EXERCISE DETAILS → Please print the entries below exactly, from the line with "text.push('\'');" through the line with "c if c == quote", including both of those lines and leaving out all others.
Start of Block
//! Interned identifiers.
//!
//! Identifiers are interned once into a process-wide sharded table and passed
//! around as 32-bit [`Name`] handles. Interpreter threads share the table, so
//! names produced by the parser stay valid in every goroutine.

use parking_lot::RwLock;
use rustc_hash::FxHashMap;
use std::fmt;
use std::sync::LazyLock;

/// Interned string identifier.
///
/// Layout: 32-bit index split into shard (4 bits) + local index (28 bits)
/// - Bits 31-28: Shard index (0-15)
/// - Bits 27-0: Local index within shard
#[derive(Copy, Clone, Eq, PartialEq, Ord, PartialOrd, Hash)]
#[repr(transparent)]
pub struct Name(u32);

impl Name {
    /// Pre-interned empty string.
    pub const EMPTY: Name = Name(0);

    /// Maximum local index per shard.
    pub const MAX_LOCAL: u32 = 0x0FFF_FFFF;

    /// Number of shards.
    pub const NUM_SHARDS: usize = 16;

    #[inline]
    const fn new(shard: u32, local: u32) -> Self {
        Name((shard << 28) | local)
    }

    #[inline]
    const fn shard(self) -> usize {
        (self.0 >> 28) as usize
    }

    #[inline]
    const fn local(self) -> usize {
        (self.0 & Self::MAX_LOCAL) as usize
    }

    /// Intern `s`, returning its handle.
    pub fn intern(s: &str) -> Name {
        INTERNER.intern(s)
    }

    /// The interned text.
    pub fn as_str(self) -> &'static str {
        INTERNER.lookup(self)
    }

    /// Whether this is the blank identifier `_`.
    pub fn is_blank(self) -> bool {
        self.as_str() == "_"
    }
}

impl fmt::Debug for Name {
    fn fmt(&self, f: &mut fmt::Formatter<'_>) -> fmt::Result {
        write!(f, "Name({:?})", self.as_str())
    }
}

impl fmt::Display for Name {
    fn fmt(&self, f: &mut fmt::Formatter<'_>) -> fmt::Result {
        f.write_str(self.as_str())
    }
}

impl Default for Name {
    fn default() -> Self {
        Self::EMPTY
    }
}

impl From<&str> for Name {
    fn from(s: &str) -> Self {
        Name::intern(s)
    }
}

static INTERNER: LazyLock<StringInterner> = LazyLock::new(StringInterner::new);

/// Per-shard storage for interned strings.
struct InternShard {
    map: FxHashMap<&'static str, u32>,
    strings: Vec<&'static str>,
}

/// Sharded string interner backing [`Name`].
struct StringInterner {
    shards: [RwLock<InternShard>; Name::NUM_SHARDS],
}

impl StringInterner {
    fn new() -> Self {
        let shards = std::array::from_fn(|i| {
            let mut shard = InternShard {
                map: FxHashMap::default(),
                strings: Vec::with_capacity(256),
            };
            if i == 0 {
                shard.map.insert("", 0);
                shard.strings.push("");
            }
            RwLock::new(shard)
        });
        StringInterner { shards }
    }

    #[inline]
    fn shard_for(s: &str) -> usize {
        if s.is_empty() {
            return 0;
        }
        let mut hash = 0u32;
        for byte in s.bytes().take(8) {
            hash = hash.wrapping_mul(31).wrapping_add(u32::from(byte));
        }
        (hash as usize) % Name::NUM_SHARDS
    }

    fn intern(&self, s: &str) -> Name {
        let shard_idx = Self::shard_for(s);
        let shard = &self.shards[shard_idx];

        {
            let guard = shard.read();
            if let Some(&local) = guard.map.get(s) {
                return Name::new(shard_idx as u32, local);
            }
        }

        let mut guard = shard.write();
        if let Some(&local) = guard.map.get(s) {
            return Name::new(shard_idx as u32, local);
        }

        let leaked: &'static str = Box::leak(s.to_owned().into_boxed_str());
        let local = guard.strings.len() as u32;
        assert!(local <= Name::MAX_LOCAL, "interner shard {shard_idx} overflow");
        guard.strings.push(leaked);
        guard.map.insert(leaked, local);
        Name::new(shard_idx as u32, local)
    }

    fn lookup(&self, name: Name) -> &'static str {
        let guard = self.shards[name.shard()].read();
        guard.strings.get(name.local()).copied().unwrap_or("")
    }
}

#[cfg(test)]
mod tests {
    use super::*;

    #[test]
    fn test_intern_roundtrip() {
        let a = Name::intern("fibonacci");
        let b = Name::intern("fibonacci");
        assert_eq!(a, b);
        assert_eq!(a.as_str(), "fibonacci");
    }

    #[test]
    fn test_empty_name() {
        assert_eq!(Name::intern(""), Name::EMPTY);
        assert_eq!(Name::EMPTY.as_str(), "");
    }

    #[test]
    fn test_blank() {
        assert!(Name::intern("_").is_blank());
        assert!(!Name::intern("x").is_blank());
    }

    #[test]
    fn test_intern_across_threads() {
        let handle = std::thread::spawn(|| Name::intern("shared_across_threads"));
        let here = Name::intern("shared_across_threads");
        let there = handle.join().unwrap();
        assert_eq!(here, there);
    }
}
//! Turning runtime values back into syntax.
//!
//! Unquoted expressions and macro bodies produce values; the expander
//! needs trees. Syntax values pass through, scalars become literals (typed
//! scalars other than `int`, `float64`, `complex128` and `string` keep
//! their type as a conversion call), everything else is rejected.

use crate::errors::{type_mismatch, EvalError};
use crate::types::{FloatKind, IntKind, Type};
use crate::value::{Constant, Value};
use num_traits::ToPrimitive;
use quasi_ir::{BinaryOp, Expr, ExprKind, LitKind, Name, Node, Span, Stmt, StmtKind, UnaryOp};
use std::fmt::Write;
use std::sync::Arc;

/// Syntax for `value`, positioned at `span` when it has to be built.
pub(crate) fn value_to_node(value: Value, span: Span) -> Result<Node, EvalError> {
    match value {
        Value::Syntax(node) => Ok(node),
        other => value_to_expr(other, span).map(Node::from),
    }
}

/// Expression syntax for `value`.
pub(crate) fn value_to_expr(value: Value, span: Span) -> Result<Expr, EvalError> {
    let expr = |kind| Expr::new(kind, span);
    Ok(match value {
        Value::Syntax(node) => {
            let kind = node.kind_name();
            return node.into_expr().ok_or_else(|| {
                type_mismatch(format!("cannot use {kind} syntax as an expression"))
            });
        }
        Value::Nil => expr(ExprKind::Ident(Name::intern("nil"))),
        Value::Bool(b) | Value::Untyped(Constant::Bool(b)) => {
            expr(ExprKind::Ident(Name::intern(if b { "true" } else { "false" })))
        }
        Value::Str(s) | Value::Untyped(Constant::String(s)) => string_lit(&s, span),
        Value::Untyped(Constant::Int(i)) => signed_lit(LitKind::Int, i.to_string(), span),
        Value::Untyped(Constant::Rune(r)) => {
            let c = r.to_u32().and_then(char::from_u32).unwrap_or('\u{fffd}');
            expr(ExprKind::BasicLit(LitKind::Char, rune_text(c).into()))
        }
        Value::Untyped(Constant::Float(r)) => float_lit(finite(r.to_f64())?, span),
        Value::Untyped(Constant::Complex(re, im)) => {
            complex_lit(finite(re.to_f64())?, finite(im.to_f64())?, span)
        }
        Value::Int(i) => {
            let lit = signed_lit(LitKind::Int, i.get().to_string(), span);
            if i.kind() == IntKind::Int {
                lit
            } else {
                conversion(&Type::Int(i.kind()), lit, span)
            }
        }
        Value::Float(x) => {
            let lit = float_lit(finite(x.get())?, span);
            if x.kind() == FloatKind::F64 {
                lit
            } else {
                conversion(&Type::Float(x.kind()), lit, span)
            }
        }
        Value::Complex(c) => {
            let lit = complex_lit(finite(c.re())?, finite(c.im())?, span);
            conversion(&Type::Complex(c.kind()), lit, span)
        }
        other => {
            return Err(type_mismatch(format!(
                "cannot convert {} (type {}) to syntax",
                other,
                other.type_of()
            )))
        }
    })
}

/// The nodes an `unquote_splice` operand stands for: the statements of a
/// block, a single node, or the elements of a slice of syntax values.
pub(crate) fn splice_items(value: Value, span: Span) -> Result<Vec<Node>, EvalError> {
    match value {
        Value::Syntax(Node::Block(b)) => Ok(Arc::unwrap_or_clone(b)
            .stmts
            .into_iter()
            .map(stmt_node)
            .collect()),
        Value::Slice(s) => s
            .to_vec()
            .into_iter()
            .map(|v| value_to_node(v, span))
            .collect(),
        Value::Nil | Value::None => Ok(Vec::new()),
        other => Ok(vec![value_to_node(other, span)?]),
    }
}

/// A statement as a node; expression statements become expressions.
pub(crate) fn stmt_node(stmt: Stmt) -> Node {
    match stmt.kind {
        StmtKind::Expr(e) => Node::from(e),
        kind => Node::from(Stmt::new(kind, stmt.span)),
    }
}

/// Infinities and NaN have no literal spelling.
fn finite(v: f64) -> Result<f64, EvalError> {
    if v.is_finite() {
        Ok(v)
    } else {
        Err(type_mismatch(format!("cannot convert {v} to syntax")))
    }
}

fn conversion(ty: &Type, arg: Expr, span: Span) -> Expr {
    let fun = Expr::ident(Name::intern(&ty.to_string()), span);
    Expr::new(
        ExprKind::Call {
            fun: Box::new(fun),
            args: vec![arg],
            ellipsis: false,
        },
        span,
    )
}

/// A literal with a leading minus as a unary negation.
fn signed_lit(kind: LitKind, text: String, span: Span) -> Expr {
    match text.strip_prefix('-') {
        Some(abs) => Expr::new(
            ExprKind::Unary(
                UnaryOp::Neg,
                Box::new(Expr::new(ExprKind::BasicLit(kind, abs.into()), span)),
            ),
            span,
        ),
        None => Expr::new(ExprKind::BasicLit(kind, text.into()), span),
    }
}

fn float_lit(v: f64, span: Span) -> Expr {
    signed_lit(LitKind::Float, format!("{v:?}"), span)
}

fn complex_lit(re: f64, im: f64, span: Span) -> Expr {
    let imag = Expr::new(ExprKind::BasicLit(LitKind::Imag, format!("{:?}i", im.abs()).into()), span);
    let op = if im.is_sign_negative() { BinaryOp::Sub } else { BinaryOp::Add };
    Expr::new(
        ExprKind::Paren(Box::new(Expr::new(
            ExprKind::Binary(op, Box::new(float_lit(re, span)), Box::new(imag)),
            span,
        ))),
        span,
    )
}

fn string_lit(s: &str, span: Span) -> Expr {
    let mut text = String::with_capacity(s.len() + 2);
    text.push('"');
    for c in s.chars() {
        escape_into(&mut text, c, '"');
    }
    text.push('"');
    Expr::new(ExprKind::BasicLit(LitKind::String, text.into()), span)
}

fn rune_text(c: char) -> String {
    let mut text = String::from('\'');
    escape_into(&mut text, c, '\'');
    text.push('\'');
    text
}

fn escape_into(out: &mut String, c: char, quote: char) {
    match c {
        '\\' => out.push_str("\\\\"),
        '\n' => out.push_str("\\n"),
        '\t' => out.push_str("\\t"),
        '\r' => out.push_str("\\r"),
        c if c == quote => {
            out.push('\\');
            out.push(c);
        }
        c if c.is_control() => {
            let _ = write!(out, "\\u{:04x}", u32::from(c));
        }
        c => out.push(c),
    }
}
//! Evaluation errors and non-local control flow.
//!
//! [`EvalError`] is what callers of the engine see: a structured
//! [`EvalErrorKind`], a formatted message, the source span of the failing
//! statement and, for user panics, the raw panic value.
//!
//! [`ControlAction`] is the channel both evaluators use to unwind: errors,
//! in-flight panics, `return`, `break`, `continue`, `goto` and `fallthrough`
//! all travel through the `Err` side of [`EvalResult`] until the construct
//! that consumes them.

use crate::value::{Value, Values};
use quasi_ir::{Name, Span};

/// Structured error category.
///
/// The first nine variants are the error kinds callers match on. The rest
/// refine `TypeMismatch`-like failures that have their own natural message.
#[derive(Clone, Debug, PartialEq, Eq, thiserror::Error)]
pub enum EvalErrorKind {
    #[error("undefined: {name}")]
    UndefinedName { name: String },

    #[error("{name} redeclared in this block")]
    DuplicateBinding { name: String },

    #[error("{message}")]
    TypeMismatch { message: String },

    #[error("unimplemented {construct}")]
    UnimplementedConstruct { construct: String },

    #[error("macro expansion exceeded {limit} rewrites")]
    MacroExpansionOverflow { limit: usize },

    #[error("index out of range [{index}] with length {len}")]
    IndexOutOfRange { index: i128, len: usize },

    #[error("integer divide by zero")]
    DivisionByZero,

    #[error("{message}")]
    ChannelClosed { message: String },

    #[error("panic: {message}")]
    UserPanic { message: String },

    #[error("cannot call non-function {what}")]
    NotCallable { what: String },

    #[error("{}", arity_message(name, *expected, *got))]
    ArityMismatch {
        name: String,
        expected: usize,
        got: usize,
    },

    #[error("maximum call depth exceeded (limit: {depth})")]
    StackOverflow { depth: usize },

    #[error("invalid operation: {message}")]
    InvalidOperation { message: String },
}

fn arity_message(name: &str, expected: usize, got: usize) -> String {
    let what = if got < expected {
        "not enough"
    } else {
        "too many"
    };
    if name.is_empty() {
        format!("{what} arguments in call: have {got}, want {expected}")
    } else {
        format!("{what} arguments in call to {name}: have {got}, want {expected}")
    }
}

/// Evaluation error.
#[derive(Clone, Debug, thiserror::Error)]
#[error("{message}")]
pub struct EvalError {
    pub kind: EvalErrorKind,
    /// Human-readable message; equals `kind.to_string()` for factory errors.
    pub message: String,
    /// Location of the statement that failed, when known.
    pub span: Option<Span>,
    /// The value passed to `panic`, for `UserPanic`.
    pub panic_value: Option<Value>,
}

impl EvalError {
    fn from_kind(kind: EvalErrorKind) -> Self {
        let message = kind.to_string();
        EvalError {
            kind,
            message,
            span: None,
            panic_value: None,
        }
    }

    /// Attach a source span.
    #[must_use]
    pub fn with_span(mut self, span: Span) -> Self {
        self.span = Some(span);
        self
    }

    /// Attach `span` unless an inner statement already did.
    #[must_use]
    pub fn with_span_if_missing(mut self, span: Span) -> Self {
        if self.span.is_none() && !span.is_dummy() {
            self.span = Some(span);
        }
        self
    }

    /// Whether a deferred `recover()` may observe this error. Only user
    /// panics are recoverable.
    pub fn is_user_panic(&self) -> bool {
        matches!(self.kind, EvalErrorKind::UserPanic { .. })
    }
}

#[cold]
pub fn undefined_name(name: impl std::fmt::Display) -> EvalError {
    EvalError::from_kind(EvalErrorKind::UndefinedName {
        name: name.to_string(),
    })
}

#[cold]
pub fn duplicate_binding(name: impl std::fmt::Display) -> EvalError {
    EvalError::from_kind(EvalErrorKind::DuplicateBinding {
        name: name.to_string(),
    })
}

#[cold]
pub fn type_mismatch(message: impl Into<String>) -> EvalError {
    EvalError::from_kind(EvalErrorKind::TypeMismatch {
        message: message.into(),
    })
}

/// `cannot use <what> (type <have>) as type <want>`.
#[cold]
pub fn cannot_use(what: impl std::fmt::Display, have: impl std::fmt::Display, want: impl std::fmt::Display) -> EvalError {
    type_mismatch(format!("cannot use {what} (type {have}) as type {want}"))
}

#[cold]
pub fn unimplemented(construct: impl Into<String>) -> EvalError {
    EvalError::from_kind(EvalErrorKind::UnimplementedConstruct {
        construct: construct.into(),
    })
}

#[cold]
pub fn macro_overflow(limit: usize) -> EvalError {
    EvalError::from_kind(EvalErrorKind::MacroExpansionOverflow { limit })
}

#[cold]
pub fn index_out_of_range(index: i128, len: usize) -> EvalError {
    EvalError::from_kind(EvalErrorKind::IndexOutOfRange { index, len })
}

/// Slice bounds violation, reported under `IndexOutOfRange`.
#[cold]
pub fn slice_bounds(low: usize, high: usize, cap: usize) -> EvalError {
    let mut err = index_out_of_range(high as i128, cap);
    err.message = format!("slice bounds out of range [{low}:{high}] with capacity {cap}");
    err
}

#[cold]
pub fn division_by_zero() -> EvalError {
    EvalError::from_kind(EvalErrorKind::DivisionByZero)
}

#[cold]
pub fn channel_closed(message: impl Into<String>) -> EvalError {
    EvalError::from_kind(EvalErrorKind::ChannelClosed {
        message: message.into(),
    })
}

/// A panic that escaped every deferred `recover`.
#[cold]
pub fn user_panic(value: Value) -> EvalError {
    let mut err = EvalError::from_kind(EvalErrorKind::UserPanic {
        message: value.to_string(),
    });
    err.panic_value = Some(value);
    err
}

#[cold]
pub fn not_callable(what: impl std::fmt::Display) -> EvalError {
    EvalError::from_kind(EvalErrorKind::NotCallable {
        what: what.to_string(),
    })
}

#[cold]
pub fn arity_mismatch(name: impl std::fmt::Display, expected: usize, got: usize) -> EvalError {
    EvalError::from_kind(EvalErrorKind::ArityMismatch {
        name: name.to_string(),
        expected,
        got,
    })
}

#[cold]
pub fn stack_overflow(depth: usize) -> EvalError {
    EvalError::from_kind(EvalErrorKind::StackOverflow { depth })
}

#[cold]
pub fn invalid_operation(message: impl Into<String>) -> EvalError {
    EvalError::from_kind(EvalErrorKind::InvalidOperation {
        message: message.into(),
    })
}

/// Non-local control flow.
///
/// Everything that leaves a statement other than by falling off its end.
/// `Panic` carries the in-flight value so deferred calls can `recover` it;
/// `Error` carries a hard failure that `recover` never observes.
#[derive(Clone, Debug)]
pub enum ControlAction {
    Error(Box<EvalError>),
    Panic(Value),
    Return(Values),
    Break(Option<Name>),
    Continue(Option<Name>),
    Goto(Name),
    Fallthrough,
}

impl ControlAction {
    /// Attach a span to a contained error that has none.
    #[must_use]
    pub fn with_span_if_missing(self, span: Span) -> Self {
        match self {
            ControlAction::Error(err) => {
                ControlAction::Error(Box::new(err.with_span_if_missing(span)))
            }
            other => other,
        }
    }

    /// Convert a control action that escaped every construct able to
    /// consume it into the error a caller sees.
    pub fn into_error(self) -> EvalError {
        match self {
            ControlAction::Error(err) => *err,
            ControlAction::Panic(value) => user_panic(value),
            ControlAction::Return(_) => invalid_operation("return outside function"),
            ControlAction::Break(None) => invalid_operation("break is not in a loop, switch, or select"),
            ControlAction::Continue(None) => invalid_operation("continue is not in a loop"),
            ControlAction::Break(Some(label))
            | ControlAction::Continue(Some(label))
            | ControlAction::Goto(label) => invalid_operation(format!("label {label} not defined")),
            ControlAction::Fallthrough => {
                invalid_operation("fallthrough statement out of place")
            }
        }
    }
}

impl From<EvalError> for ControlAction {
    fn from(err: EvalError) -> Self {
        ControlAction::Error(Box::new(err))
    }
}

/// Result of evaluating anything that may unwind.
pub type EvalResult<T = Value> = Result<T, ControlAction>;

#[cfg(test)]
mod tests;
End of Block
SOLUTION BELOW →
    text.push('\'');
    text
}

fn escape_into(out: &mut String, c: char, quote: char) {
    match c {
        '\\' => out.push_str("\\\\"),
        '\n' => out.push_str("\\n"),
        '\t' => out.push_str("\\t"),
        '\r' => out.push_str("\\r"),
        c if c == quote => {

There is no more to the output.